Fixed point of translation then reflection Suppose $g$ is the map defined by translating by $(4,0)$ and then reflecting across $y=3x$.
I am wondering if $g$ fixes some point. Visually, such a point $P:=(a,b)$ would have to lie to the left of $y=3x$, and given the perpendicular line joining $P$ and $y=3x$, we would need the distance between $P$ and this point $Q$ of intersection to equal the distance between $(a+4,0)$ and $Q$. 

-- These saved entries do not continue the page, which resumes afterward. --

// Copyright 2025 Chris Custine
//
// Licensed under the Apache License, Version 2.0 (the "License");
// you may not use this file except in compliance with the License.
// You may obtain a copy of the License at
//
//     http://www.apache.org/licenses/LICENSE-2.0
//
// Unless required by applicable law or agreed to in writing, software
// distributed under the License is distributed on an "AS IS" BASIS,
// WITHOUT WARRANTIES OR CONDITIONS OF ANY KIND, either express or implied.
// See the License for the specific language governing permissions and
// limitations under the License.

mod app;
mod config;
mod tiles;

use app::PanelsApp;
use clap::Parser;
use config::AppConfig;
use eframe::egui;
use log::{error, info, warn};
use panel_config::{DateFilter, LayoutPreset, ViewSharing};

#[global_allocator]
static GLOBAL: mimalloc::MiMalloc = mimalloc::MiMalloc;

/// Four-panel drought monitoring map viewer
#[derive(Parser, Debug)]
#[command(name = "drought-panels", version, about)]
struct Args {
    /// Built-in panel layout (indices, hydrology, outlook)
    #[arg(long)]
    layout: Option<LayoutPreset>,

    /// Month shown by the SPI and PDSI layers (YYYYMM or previous-month)
    #[arg(long = "year-month", value_name = "YYYYMM")]
    date_filter: Option<DateFilter>,

    /// Give every panel its own view instead of moving them together
    #[arg(long)]
    independent_views: bool,

    /// Initial zoom level
    #[arg(long)]
    zoom: Option<u8>,

    /// Show layer legends on every panel
    #[arg(long)]
    legend: bool,

    /// Print the assembled panels as JSON and exit
    #[arg(long)]
    dump: bool,

    /// Print the configuration file location and exit
    #[arg(long)]
    config_path: bool,
}

impl Args {
    /// Command-line values take precedence over the config file.
    fn apply(&self, config: &mut AppConfig) {
        if let Some(layout) = self.layout {
            config.layout = layout;
            config.custom_layout = None;
        }
        if let Some(filter) = self.date_filter {
            config.date_filter = filter;
        }
        if self.independent_views {
            config.view_sharing = ViewSharing::Independent;
        }
        if self.legend {
            config.show_legend = true;
        }
        if let Some(zoom) = self.zoom {
            config.zoom = zoom;
        }
    }
}

fn load_config() -> AppConfig {
    match AppConfig::load() {
        Ok(config) => config,
        Err(e) => {
            warn!("Failed to load configuration, using defaults: {}", e);
            AppConfig::default()
        }
    }
}

fn main() -> Result<(), Box<dyn std::error::Error>> {
    env_logger::Builder::from_env(env_logger::Env::default().default_filter_or("info")).init();

    let args = Args::parse();

    if args.config_path {
        println!("{}", AppConfig::get_config_path()?.display());
        return Ok(());
    }

    let mut config = load_config();
    args.apply(&mut config);

    let panels = app::build_panels(&config)
        .inspect_err(|e| error!("Invalid map configuration: {}", e))?;

    if args.dump {
        println!("{}", serde_json::to_string_pretty(&panels)?);
        return Ok(());
    }

    let options = eframe::NativeOptions {
        viewport: egui::ViewportBuilder::default()
            .with_inner_size([1400.0, 900.0])
            .with_title("Drought Panels"),
        ..Default::default()
    };

    info!("Starting Drought Panels...");
    let cache_tiles = config.cache_tiles;
    eframe::run_native(
        "Drought Panels",
        options,
        Box::new(move |cc| {
            // Legend images are fetched by URI
            egui_extras::install_image_loaders(&cc.egui_ctx);
            Ok(Box::new(PanelsApp::new(panels, cache_tiles, &cc.egui_ctx)))
        }),
    )?;

    Ok(())
}

#[cfg(test)]
mod tests {
    use super::*;

    #[test]
    fn test_args_override_config() {
        let args = Args::parse_from([
            "drought-panels",
            "--layout",
            "hydrology",
            "--year-month",
            "202301",
            "--independent-views",
            "--zoom",
            "5",
            "--legend",
        ]);
        let mut config = AppConfig::default();
        args.apply(&mut config);

        assert_eq!(config.layout, LayoutPreset::Hydrology);
        assert_eq!(config.date_filter, "202301".parse::<DateFilter>().unwrap());
        assert_eq!(config.view_sharing, ViewSharing::Independent);
        assert_eq!(config.zoom, 5);
        assert!(config.show_legend);
    }

    #[test]
    fn test_args_reject_bad_month() {
        assert!(Args::try_parse_from(["drought-panels", "--year-month", "2023"]).is_err());
    }

    #[test]
    fn test_no_args_keeps_config() {
        let args = Args::parse_from(["drought-panels"]);
        let mut config = AppConfig::default();
        args.apply(&mut config);
        assert_eq!(config, AppConfig::default());
    }
}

But how can I show if such a $P$ exists?
 A: $g\left(\begin{bmatrix}x\\y\end{bmatrix}\right)=\frac{1}{5}\begin{bmatrix}-4x+3y-16\\3x+4y+12\end{bmatrix},$ and $g\left(\begin{bmatrix}x\\y\end{bmatrix}\right)=\begin{bmatrix}x\\y\end{bmatrix}$ if and only if $$\begin{bmatrix}9&-3\\-3&1\end{bmatrix}\begin{bmatrix}x\\y\end{bmatrix}=\begin{bmatrix}-16\\12\end{bmatrix}.$$ But clearly every vector on the left has its first component equal to $-3$ times its second component, and the vector on the right hand side does not have this property, thus $g$ has no fixed point.

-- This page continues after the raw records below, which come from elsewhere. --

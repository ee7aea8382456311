// Copyright 2025 Chris Custine
//
// Licensed under the Apache License, Version 2.0 (the "License");
// you may not use this file except in compliance with the License.
// You may obtain a copy of the License at
//
//     http://www.apache.org/licenses/LICENSE-2.0
//
// Unless required by applicable law or agreed to in writing, software
// distributed under the License is distributed on an "AS IS" BASIS,
// WITHOUT WARRANTIES OR CONDITIONS OF ANY KIND, either express or implied.
// See the License for the specific language governing permissions and
// limitations under the License.

//! Declarative layer catalog and multi-panel map layout.
//!
//! This crate describes a four-panel drought monitoring map: which remote
//! services provide each layer, how those layers are stacked in every panel,
//! and which view (center and zoom) each panel starts from. It owns no
//! rendering; a viewer takes the assembled [`Panel`]s and hands the layer
//! request URLs to its tile engine.
//!
//! The pieces can be used independently:
//!
//! - **Projection**: [`WebMercator`] converts EPSG:4326 degrees to EPSG:3857
//!   metres and computes tile bounds.
//! - **Catalog**: [`build_layers`] creates every named [`LayerDefinition`],
//!   with the climate index filters keyed to a [`YearMonth`].
//! - **Layout**: [`assemble_panels`] resolves a [`LayoutTable`] against the
//!   catalog, failing on any unknown layer name.
//!
//! # Quick Start
//!
//! ```
//! use panel_config::{
//!     assemble_panels, build_layers, build_view, LayoutPreset, LonLat, ViewSharing, YearMonth,
//! };
//!
//! let catalog = build_layers(YearMonth::new(2017, 12).unwrap()).unwrap();
//! let view = build_view(LonLat::new(-105.36, 39.11), 6).unwrap();
//! let panels = assemble_panels(
//!     &catalog,
//!     &LayoutPreset::Indices.table(),
//!     &view,
//!     ViewSharing::Shared,
//! )
//! .unwrap();
//!
//! assert_eq!(panels.len(), 4);
//! assert_eq!(panels[0].layer_names(), ["base", "drought-monitor", "county-boundaries"]);
//! ```

pub mod catalog;
pub mod layer;
pub mod panel;
pub mod projection;
pub mod source;
pub mod view;

pub use catalog::{build_layers, DateFilter, LayerCatalog, YearMonth};
pub use layer::{LayerDefinition, Legend, Opacity, SourceKind};
pub use panel::{assemble_panels, Control, LayoutPreset, LayoutTable, Panel, PanelLayout, ViewSharing};
pub use projection::{Extent, LonLat, Projected, TileAddress, WebMercator};
pub use view::{build_view, fit_extent, ViewDefinition, ViewHandle};

use thiserror::Error;

/// Errors raised while building the map configuration.
///
/// All of these surface at startup; nothing here is raised once the panels
/// are rendering.
#[derive(Debug, Clone, PartialEq, Error)]
pub enum ConfigError {
    #[error("panel '{panel}' references unknown layer '{layer}'")]
    UnknownLayer { layer: String, panel: String },

    #[error("panel target '{0}' is defined more than once")]
    DuplicateTarget(String),

    #[error("layout must define between 1 and {max} panels, got {count}", max = panel::MAX_PANELS)]
    InvalidPanelCount { count: usize },

    #[error("opacity {0} is outside [0, 1]")]
    InvalidOpacity(f32),

    #[error("coordinate ({lon}, {lat}) is outside the geographic range")]
    InvalidCoordinate { lon: f64, lat: f64 },

    #[error("zoom level {0} is above the supported maximum")]
    InvalidZoom(u8),

    #[error("invalid year-month filter: {0}")]
    InvalidYearMonth(String),

    #[error("unknown layout preset: {0}")]
    UnknownPreset(String),

    #[error("invalid service url '{url}': {reason}")]
    InvalidUrl { url: String, reason: String },
}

To find the explicit form for $g,$ use a Householder transformation, which induces a reflection. Since you want to take $[3,-1]^{T}$ to $[-3,1]^{T}$ (this is the orthogonal direction to the line across which you're reflecting, which is the span of $[1,3]^{T}$) the matrix you're looking for is $$I-\frac{1}{5}\begin{bmatrix}9&-3\\-3&1\end{bmatrix}=I-2\left(\frac{1}{\sqrt{10}}\begin{bmatrix} 3\\ -1\end{bmatrix}\right)\left(\frac{1}{\sqrt{10}}\begin{bmatrix}3&-1\end{bmatrix}\right).$$ You obtain $g$ by first computing the translation, then applying this matrix.
A: Disclaimer: With such geometric linear algebra questions, I try to clearly distinguish between points (as elements of the plane) and vectors (as abstract entities and elements of a vector space). This is because points cannot be perpendicular, but vectors can. I write vectors as columns and points as tuples.

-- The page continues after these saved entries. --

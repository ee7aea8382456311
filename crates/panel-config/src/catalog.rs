// Copyright 2025 Chris Custine
//
// Licensed under the Apache License, Version 2.0 (the "License");
// you may not use this file except in compliance with the License.
// You may obtain a copy of the License at
//
//     http://www.apache.org/licenses/LICENSE-2.0
//
// Unless required by applicable law or agreed to in writing, software
// distributed under the License is distributed on an "AS IS" BASIS,
// WITHOUT WARRANTIES OR CONDITIONS OF ANY KIND, either express or implied.
// See the License for the specific language governing permissions and
// limitations under the License.

//! The fixed layer catalog.
//!
//! Every layer the panels can show is defined here with its service URL,
//! request parameters, opacity and attribution. The NCEI climate index layers
//! are filtered to a single month, supplied as a [`YearMonth`].

use std::collections::BTreeMap;
use std::fmt;
use std::str::FromStr;
use std::sync::Arc;

use chrono::{Datelike, NaiveDate, Utc};
use log::debug;
use serde::{Deserialize, Serialize};

use crate::layer::{LayerDefinition, Legend, Opacity};
use crate::projection::Extent;
use crate::ConfigError;

/// Symbolic layer names.
pub mod names {
    pub const BASE: &str = "base";
    pub const WATERCOLOR: &str = "watercolor";
    pub const COUNTY_BOUNDARIES: &str = "county-boundaries";
    pub const DROUGHT_MONITOR: &str = "drought-monitor";
    pub const SPI_6: &str = "spi-6";
    pub const PDSI: &str = "pdsi";
    pub const CLIMATE_OUTLOOK: &str = "climate-outlook";
    pub const STREAMFLOW: &str = "streamflow";
    pub const STREAM_ANOMALY: &str = "stream-anomaly";
    pub const SOIL_MOISTURE: &str = "soil-moisture";
    pub const SNOW_ANALYSIS: &str = "snow-analysis";
    pub const WATER_WATCH: &str = "water-watch";
    pub const PRECIP_7DAY: &str = "precip-7day";
    pub const VEGDRI: &str = "vegdri";
    pub const QUICKDRI: &str = "quickdri";
    pub const HUC_WATERSHEDS: &str = "huc-watersheds";
}

/// Contiguous United States in EPSG:3857, shared by every thematic layer.
pub const CONUS_EXTENT: Extent = Extent::new(-13_884_991.0, 2_870_341.0, -7_455_066.0, 6_338_219.0);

So let $\mathbb E^2 = ℝ × ℝ$ be the euclidean plane, realised as pairs of real numbers, and let $V = ℝ^{2×1}$ be the euclidean space of two-dimensional real columns.
What follows is a general principle for coming up with reflection matrices, even in higher dimensions.
The line “$y = 3x$” in $\mathbb E^2$ corresponds to the kernel of the linear map $\mathbb E^2 → \mathbb E^2, (x,y) ↦ 3x - y$. Let’s instead move to vectors where we have matrix multiplication to help with calculations.
Here the corresponding line is given by the kernel of the linear map $(v^T·\,) \colon V → V,~w ↦v^Tw$, where $v = [\begin{smallmatrix} 3 \\ - 1\end{smallmatrix}]$. The reflection on this line $L = \ker (v^T·\,)$ is the unique linear transformation $V → V$, that fixes all of $L$, and sends all of the orthogonal compliment $L^⊥$ of $L$ to their negatives.
Now, the vector $v' = [\begin{smallmatrix} 1 \\ 3 \end{smallmatrix}]$ is perpendicular to $v$, as $v^T·v' = 0$, in particular $v' ∈ L$ and $v ∈ L^⊥$. A matrix having $v$ as eigenvector and $v'$ in the kernel is $v·v^T$, as
$$(v·v^T)·v = v·(v^T·v) \quad \text{and}\quad (v·v^T)·v' = v·(v^T·v') = 0,$$
So in particular, $A = \frac{-1}{v^T·v}·v·v^T$ has $v' ∈ \ker A$ and $v$ as eigenvector with eigenvalue $-1$. Therefore,
$$B = E_2 + 2A$$
fulfills $Bv = v + 2Av = v - 2v = -v$ and $Bv' = v' + 2Av' = v'$, thus is the needed reflection on $L$.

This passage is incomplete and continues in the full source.